Linnaeus, sex and botany
Whilst the study of plants would appear a harmless scientific pursuit, during the late 18th century much controversy was caused due to the allusion to its sexual nature and the theory that plants, like animals, reproduced sexually. Although the sexual system of classification put forward by Carl Linnaeus (1707-1768) in his 1735 publication Systema Naturae was not the first to propose a sexual hypothesis in plants, he was the first to establish a complete system of classification on it.
Above : The original drawing by Georg Ehret (1708-1780) to illustrate Linnaeus' sexual system. It was first published in Linnaeus' Genera Plantarum, first edition, 1737.

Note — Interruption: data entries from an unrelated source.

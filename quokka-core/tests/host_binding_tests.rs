//! 宿主类型绑定测试：重载决议、成员访问、接收者与转换

mod common;
use common::{body, compile, host_call, semantic_errors};
use quokka_core::bytecode::{CallTarget, ConvKind, Instruction, MethodRef, Slot};
use quokka_core::translator::TranslateErrorKind;
use quokka_core::Type;

fn date() -> Type {
    Type::host("System.DateTime")
}

#[test]
fn test_overload_exact_before_compatible() {
    let program = compile(
        "import System;
        func main() {
            Console.WriteLine(1);
            Console.WriteLine(Math.Sqrt(4));
            Console.WriteLine(DateTime.Now);
        }",
    );
    let console = || Type::host("System.Console");
    assert_eq!(
        body(&program, "main"),
        &[
            Instruction::LdcI4(1),
            host_call(console(), "WriteLine", vec![Type::INT], Type::VOID),
            Instruction::LdcI4(4),
            Instruction::Conv(ConvKind::R8),
            host_call(
                Type::host("System.Math"),
                "Sqrt",
                vec![Type::DOUBLE],
                Type::DOUBLE
            ),
            host_call(console(), "WriteLine", vec![Type::DOUBLE], Type::VOID),
            host_call(date(), "get_Now", vec![], date()),
            Instruction::Box(date()),
            host_call(console(), "WriteLine", vec![Type::OBJECT], Type::VOID),
            Instruction::Ret,
        ]
    );
}

#[test]
fn test_overload_prefers_widening_over_narrowing() {
    let program = compile(
        "import System;
        func main() {
            let x: double = Math.Abs(1.5f);
        }",
    );
    let math = || Type::host("System.Math");
    let instructions = body(&program, "main");
    assert_eq!(
        &instructions[..3],
        &[
            Instruction::LdcR4(1.5),
            Instruction::Conv(ConvKind::R8),
            host_call(math(), "Abs", vec![Type::DOUBLE], Type::DOUBLE),
        ][..]
    );
    assert!(!instructions.contains(&Instruction::Conv(ConvKind::I4)));
}

#[test]
fn test_locals_shadow_types() {
    let program = compile(
        "import System;
        func main() {
            let Math: int = 3;
            let y: int = Math + 1;
            let Console: string = \"hi\";
            let n: int = Console.Length;
        }",
    );
    let main = body(&program, "main");
    assert!(main.contains(&Instruction::Add));
    assert!(main.contains(&host_call(Type::STRING, "get_Length", vec![], Type::INT)));

    // 没有同名局部变量时按类型解析
    let errors = semantic_errors("import System;\nfunc main() { let m: int = Math; }");
    assert_eq!(
        errors,
        vec![TranslateErrorKind::TypeUsedAsValue(Type::host("System.Math"))]
    );
}

#[test]
fn test_string_concat_and_equality() {
    let program = compile(
        "func greet(name: string): string { return \"Hi \" + name; }
        func same(a: string, b: string): bool { return a == b; }",
    );
    assert!(body(&program, "greet").contains(&host_call(
        Type::STRING,
        "Concat",
        vec![Type::STRING, Type::STRING],
        Type::STRING
    )));
    assert!(body(&program, "same").contains(&host_call(
        Type::STRING,
        "op_Equality",
        vec![Type::STRING, Type::STRING],
        Type::BOOL
    )));
}

#[test]
fn test_value_type_receivers() {
    let program = compile(
        "import System;
        func main() {
            let d: DateTime = new DateTime(2020, 1, 2);
            let y: int = d.Year;
            let s: string = DateTime.Now.ToString();
        }",
    );
    let main = body(&program, "main");
    assert_eq!(
        &main[..8],
        &[
            Instruction::LdcI4(2020),
            Instruction::LdcI4(1),
            Instruction::LdcI4(2),
            Instruction::NewObj(MethodRef {
                owner: date(),
                name: ".ctor".into(),
                params: vec![Type::INT; 3],
                return_type: Type::VOID,
                type_args: vec![],
            }),
            Instruction::Stloc(Slot(0)),
            Instruction::Ldloca(Slot(0)),
            host_call(date(), "get_Year", vec![], Type::INT),
            Instruction::Stloc(Slot(1)),
        ]
    );
    assert_eq!(main[9], Instruction::Box(date()));
    assert_eq!(main[10], host_call(date(), "ToString", vec![], Type::STRING));
}

#[test]
fn test_virtual_call_on_reference() {
    let program = compile(
        "func main() { let o: object = \"x\"; let s: string = o.ToString(); }",
    );
    let main = body(&program, "main");
    assert!(main.contains(&Instruction::CallVirt(MethodRef {
        owner: Type::OBJECT,
        name: "ToString".into(),
        params: vec![],
        return_type: Type::STRING,
        type_args: vec![],
    })));
}

#[test]
fn test_enum_members_and_property_setter() {
    let program = compile(
        "import System;
        func main() {
            let c: ConsoleColor = ConsoleColor.Red;
            Console.ForegroundColor = ConsoleColor.Blue;
        }",
    );
    let color = Type::host("System.ConsoleColor");
    assert_eq!(
        body(&program, "main"),
        &[
            Instruction::LdcI4(12),
            Instruction::Stloc(Slot(0)),
            Instruction::LdcI4(9),
            host_call(
                Type::host("System.Console"),
                "set_ForegroundColor",
                vec![color],
                Type::VOID
            ),
            Instruction::Ret,
        ]
    );

    let errors = semantic_errors("func main() { let s: string = \"abc\"; s.Length = 2; }");
    assert_eq!(errors, vec![TranslateErrorKind::NoSetter("Length".into())]);
}

#[test]
fn test_nested_types_and_generic_methods() {
    let program = compile(
        "import System;
        func main() {
            let f: Environment.SpecialFolder = Environment.SpecialFolder.Desktop;
            let empty: int[] = Array.Empty<int>();
        }",
    );
    let main = body(&program, "main");
    assert_eq!(main[0], Instruction::LdcI4(0));
    assert!(main.contains(&Instruction::Call(CallTarget::Host(
        MethodRef {
            owner: Type::host("System.Array"),
            name: "Empty".into(),
            params: vec![],
            return_type: Type::array_of(Type::INT),
            type_args: vec![Type::INT],
        }
    ))));

    let errors = semantic_errors("import System;\nfunc main() { let e: int[] = Array.Empty(); }");
    assert_eq!(errors, vec![TranslateErrorKind::IsGeneric("Empty".into())]);
}

#[test]
fn test_string_indexing() {
    let program = compile(
        "func first(s: string): char { return s[0]; }
        func patch(s: string) { s[0] = 'x'; }",
    );
    assert_eq!(
        body(&program, "first")[4],
        Instruction::CallVirt(MethodRef {
            owner: Type::STRING,
            name: "get_Chars".into(),
            params: vec![Type::INT],
            return_type: Type::CHAR,
            type_args: vec![],
        })
    );
    let chars = Type::array_of(Type::CHAR);
    assert_eq!(
        &body(&program, "patch")[2..],
        &[
            Instruction::Ldloc(Slot(0)),
            host_call(Type::STRING, "ToCharArray", vec![], chars.clone()),
            Instruction::Dup,
            Instruction::LdcI4(0),
            Instruction::LdcI4('x' as i32),
            Instruction::Conv(ConvKind::U2),
            Instruction::Stelem(Type::CHAR),
            Instruction::NewObj(MethodRef {
                owner: Type::STRING,
                name: ".ctor".into(),
                params: vec![chars],
                return_type: Type::VOID,
                type_args: vec![],
            }),
            Instruction::Stloc(Slot(0)),
            Instruction::Ret,
        ]
    );
}

#[test]
fn test_arrays() {
    let program = compile(
        "func main() { let a: int[] = new int[](3); a[0] = 5; let x: int = a[0]; }",
    );
    let array = Type::array_of(Type::INT);
    assert_eq!(
        body(&program, "main"),
        &[
            Instruction::LdcI4(3),
            Instruction::NewArr(Type::INT),
            Instruction::Stloc(Slot(0)),
            Instruction::Ldloc(Slot(0)),
            Instruction::LdcI4(0),
            Instruction::LdcI4(5),
            Instruction::Stelem(Type::INT),
            Instruction::Ldloc(Slot(0)),
            Instruction::LdcI4(0),
            Instruction::Ldelem(Type::INT),
            Instruction::Stloc(Slot(1)),
            Instruction::LdNull,
            Instruction::Stloc(Slot(0)),
            Instruction::Ret,
        ]
    );
    assert_eq!(program.function("main").unwrap().locals, vec![array, Type::INT]);

    let errors = semantic_errors("func main() { let a: int[] = new int[](1, 2); }");
    assert_eq!(errors, vec![TranslateErrorKind::ArrayLength(2)]);
    let errors = semantic_errors("func main() { let a: int[] = new int[](1l); }");
    assert_eq!(errors, vec![TranslateErrorKind::IndexNotInt(Type::LONG)]);
}

#[test]
fn test_casts() {
    let program = compile(
        "import System;
        func main() {
            let d: double = (double) 5;
            let o: object = (object) 5;
            let i: int = (int) o;
            let s: string = (string) o;
            let c: int = (int) ConsoleColor.Red;
        }",
    );
    let main = body(&program, "main");
    assert_eq!(&main[..2], &[Instruction::LdcI4(5), Instruction::Conv(ConvKind::R8)]);
    assert!(main.contains(&Instruction::Box(Type::INT)));
    assert!(main.contains(&Instruction::UnboxAny(Type::INT)));
    assert!(main.contains(&Instruction::CastClass(Type::STRING)));
    assert!(main.contains(&Instruction::Conv(ConvKind::I4)));
}
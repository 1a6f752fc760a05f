//! API 层配置
//!
//! 包含编译配置 RunConfig 和全局单例（供 CLI 使用）

use quokka_config::{CompilerConfig, LimitConfig};
use once_cell::sync::OnceCell;

/// Compilation configuration
#[derive(Debug, Clone, PartialEq)]
pub struct RunConfig {
    /// Module name recorded in the produced program
    pub module_name: String,
    /// Whether to dump the disassembly after compilation
    pub dump_bytecode: bool,
    /// Compiler configuration
    pub compiler: CompilerConfig,
    /// Translation limits
    pub limits: LimitConfig,
}

impl RunConfig {
    pub fn with_module_name(mut self, name: impl Into<String>) -> Self {
        self.module_name = name.into();
        self
    }
}

impl Default for RunConfig {
    fn default() -> Self {
        Self {
            module_name: "main".to_string(),
            dump_bytecode: false,
            compiler: CompilerConfig::default(),
            limits: LimitConfig::default(),
        }
    }
}

// Global config singleton for CLI convenience
static GLOBAL_CONFIG: OnceCell<RunConfig> = OnceCell::new();

/// Initialize global configuration
///
/// Returns the rejected config if one was already installed.
pub fn init(config: RunConfig) -> Result<(), RunConfig> {
    GLOBAL_CONFIG.set(config)
}

/// Get global config reference, installing the default on first use
pub fn config() -> &'static RunConfig {
    GLOBAL_CONFIG.get_or_init(RunConfig::default)
}

/// Check if config is initialized
pub fn is_initialized() -> bool {
    GLOBAL_CONFIG.get().is_some()
}

#[cfg(test)]
mod tests {
    use super::*;

    #[test]
    fn test_default_run_config() {
        let cfg = RunConfig::default();
        assert_eq!(cfg.module_name, "main");
        assert!(!cfg.dump_bytecode);
        assert!(cfg.compiler.emit_debug_info);
        assert_eq!(cfg.limits.max_locals, 65_535);
    }

    #[test]
    fn test_with_module_name() {
        let cfg = RunConfig::default().with_module_name("hello");
        assert_eq!(cfg.module_name, "hello");
        assert_eq!(cfg.compiler, CompilerConfig::default());
    }

    #[test]
    fn test_global_config_is_set_once() {
        // 全局状态：其他测试可能已经初始化过
        let first = config().clone();
        assert!(is_initialized());
        let rejected = init(RunConfig::default().with_module_name("other"));
        assert!(rejected.is_err());
        assert_eq!(config(), &first);
    }
}
//! 测试辅助工具
//!
//! 提供端到端翻译测试的辅助函数

#![allow(dead_code)]

use quokka_core::bytecode::{
    CallTarget, Emitter, FunctionBody, Instruction, MethodRef, Program, ProgramBuilder,
};
use quokka_core::compiler::lexer::tokenize;
use quokka_core::compiler::parser::{Module, Parser, ParserError};
use quokka_core::host::HostRegistry;
use quokka_core::translator::{TranslateErrorKind, TranslateFailure, Translator};
use quokka_core::{CompilerConfig, LimitConfig, Type};

/// 词法 + 语法分析，词法错误直接失败
pub fn parse(code: &str) -> (Module, Vec<ParserError>) {
    let (tokens, errors) = tokenize(code);
    assert!(errors.is_empty(), "lexer errors: {errors:?}");
    Parser::new(&tokens).parse()
}

/// 翻译源码，返回翻译结果与发射器（用于检查函数体是否生成）
pub fn translate_with(
    code: &str,
    config: &CompilerConfig,
) -> (Result<(), TranslateFailure>, ProgramBuilder) {
    let (module, errors) = parse(code);
    assert!(errors.is_empty(), "parse errors: {errors:?}");
    let host = HostRegistry::standard();
    let limits = LimitConfig::default();
    let mut builder = ProgramBuilder::new("test").with_debug_info(false);
    let result = Translator::new("test", &host, config, &limits)
        .translate(&module, &mut builder)
        .map(|_| ());
    (result, builder)
}

/// 翻译并生成程序，任何错误都视为测试失败
///
/// # Example
/// ```
/// let program = compile("func main() { }");
/// assert!(program.function("main").is_some());
/// ```
pub fn compile(code: &str) -> Program {
    compile_with(code, &CompilerConfig::default())
}

pub fn compile_with(code: &str, config: &CompilerConfig) -> Program {
    let (result, builder) = translate_with(code, config);
    if let Err(failure) = result {
        panic!("translation failed: {failure:?}");
    }
    builder.finalize().expect("finalize failed")
}

/// 只取语义错误
pub fn semantic_errors(code: &str) -> Vec<TranslateErrorKind> {
    match translate_with(code, &CompilerConfig::default()).0 {
        Err(TranslateFailure::Semantic(errors)) => errors.into_iter().map(|e| e.kind).collect(),
        other => panic!("expected semantic errors, got {other:?}"),
    }
}

pub fn body<'a>(program: &'a Program, name: &str) -> &'a [Instruction] {
    &program
        .function(name)
        .unwrap_or_else(|| panic!("function '{name}' not found"))
        .instructions
}

/// 指令文本，跳转目标替换为指令下标，便于比较控制流结构
pub fn topology(function: &FunctionBody) -> Vec<String> {
    let target = |label| {
        function
            .label_offset(label)
            .expect("label must be resolved")
    };
    function
        .instructions
        .iter()
        .map(|instruction| match instruction {
            Instruction::Br(label) => format!("br @{}", target(*label)),
            Instruction::Brfalse(label) => format!("brfalse @{}", target(*label)),
            Instruction::Brtrue(label) => format!("brtrue @{}", target(*label)),
            other => other.to_string(),
        })
        .collect()
}

/// 宿主方法调用指令
pub fn host_call(owner: Type, name: &str, params: Vec<Type>, return_type: Type) -> Instruction {
    Instruction::Call(CallTarget::Host(MethodRef {
        owner,
        name: name.to_string(),
        params,
        return_type,
        type_args: Vec::new(),
    }))
}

Linnaeus' theory was based upon counting the numbers of male and femlae reproductive organs inside the flowers. Descriptions such as "the calyx is the bride chamber in which the stamina and pistilla solemnize their nuptials" and analogies between humans and plants in statements such as "the filaments the spermatic vessels" and "the anthers the testes" served to highlight the reproductive floral parts of the plants.
The work was met with some resistance and by some deemed unnatural, in particular the German botanist Johann Georg Siegesbeck (1686-1755) who claimed it to be "repugnant and immoral". Smellie, in his chapter on The sexes of plants in the Encyclopaedia Britannica (p.653, 1771) wrote that "a man would not naturally expect to meet with disgusting strokes of obscenity in a system of botany" and that "men or philosophers can smile at the nonsense and absurdity of such obscene gibberish ; but it is easy to guess what effects it may have upon the young and thoughtless".
For others however such as Erasmus Darwin (1731-1802), it inspired poetry :
This verse from the Love of Plants (Darwin, 1790) is the description of tumeric where "one male and one female inhabit this flower ; but there are besides four imperfect males, or filaments without anthers upon them, called by Linnaeus eunuchs".
Although many were shocked by the comparison with human sexuality, it was a very practical system of classifying plants and became accepted by renowned botanists including Nikolaus von Jacquin (1727-1817).
Linnaeus, Ehret and the frontispiece
The original illustration used to demonstrate Linnaeus' sexual system and published in the first edition of his Genera Plantarum in 1737 was drawn by Georg Ehret (1708-1770). Born in Heidelberg, Germany, Ehret's unique style and clarity of plant illustration was sought by specialists for the purposes of illustrating taxonomy and classification. This made him a perfect choice for Linnaeus as the scientific accuracy and precision of botanical illustrations are paramount in order to be able to distinguish the plants from other species and to enable correct identification. It also helped that Ehret considered himself and Linnaeus to be "the best of friends" and that when Linnaeus first showed him the new method of examining the stamens he understood it easily enough to produce the "tabella" (Ehret, 1894-5).
The drawing, completed by Ehret in 1736, shows the division of the vegetable world by Linnaeus into 24 classes. The 24th class were the cryptogams (plants without flowers) and in keeping with the male/female analogy were referred to by Linnaeus as "Clandestine marriage, Cryptogamia".
Above : The 24th class (the Cryptogams) indicated by the letter "Z" along with Ehret's name and the date of the drawing.
nb. The letters J and Y were omitted from this alphabetical arrangement to represent Linnaeus' 24 classes.
Whilst the brilliance of the colour remains after almost 300 years, the illustration is also interesting as on the verso there is the pencil outline of the drawing and when held up to the light is the exact image of the watercolour image on the front. The illustration therefore has been conserved and framed in such a way so it possible to see through the paper on both sides.
Above left : the completed watercolour image
Above right : the reverse image in graphite
References and further reading
Darwin, E. (1790-91) The botanic garden; a poem, in two parts : Part 1. Containing the economy of vegetation ; Part 2. The loves of the plants, with philosophical notes. J. Johnson : London. 2 vols.
Ehret, G. D. (1894-95) A memoir of Georg Dionysius Ehret. [Written by himself, and translated, with notes by E. S. Barton]. Proceedings of the Linnean Society of London. 1894-95. pp.41-58
Fara, P. (2003) Sex, botany and empire : the story of Carl Linnaeus and Joseph Banks. Icon Books : Cambridge. 168 pp.
Jarvis, C. (2007) Order out of chaos : Linnaean plant names and their types. Linnean Society of London and Natural History Museum : London. 1016 pp.
Smellie, W. (1768-1771) Encyclopaedia Britannica : or, a dictionary of arts and sciences compiled upon a new plan &c. A. Bell and C. MacFarquhar : Edinburgh. 3 vols.
Stern, W. T. (2004) Botanical Latin. David & Charles : Devon. 546 pp.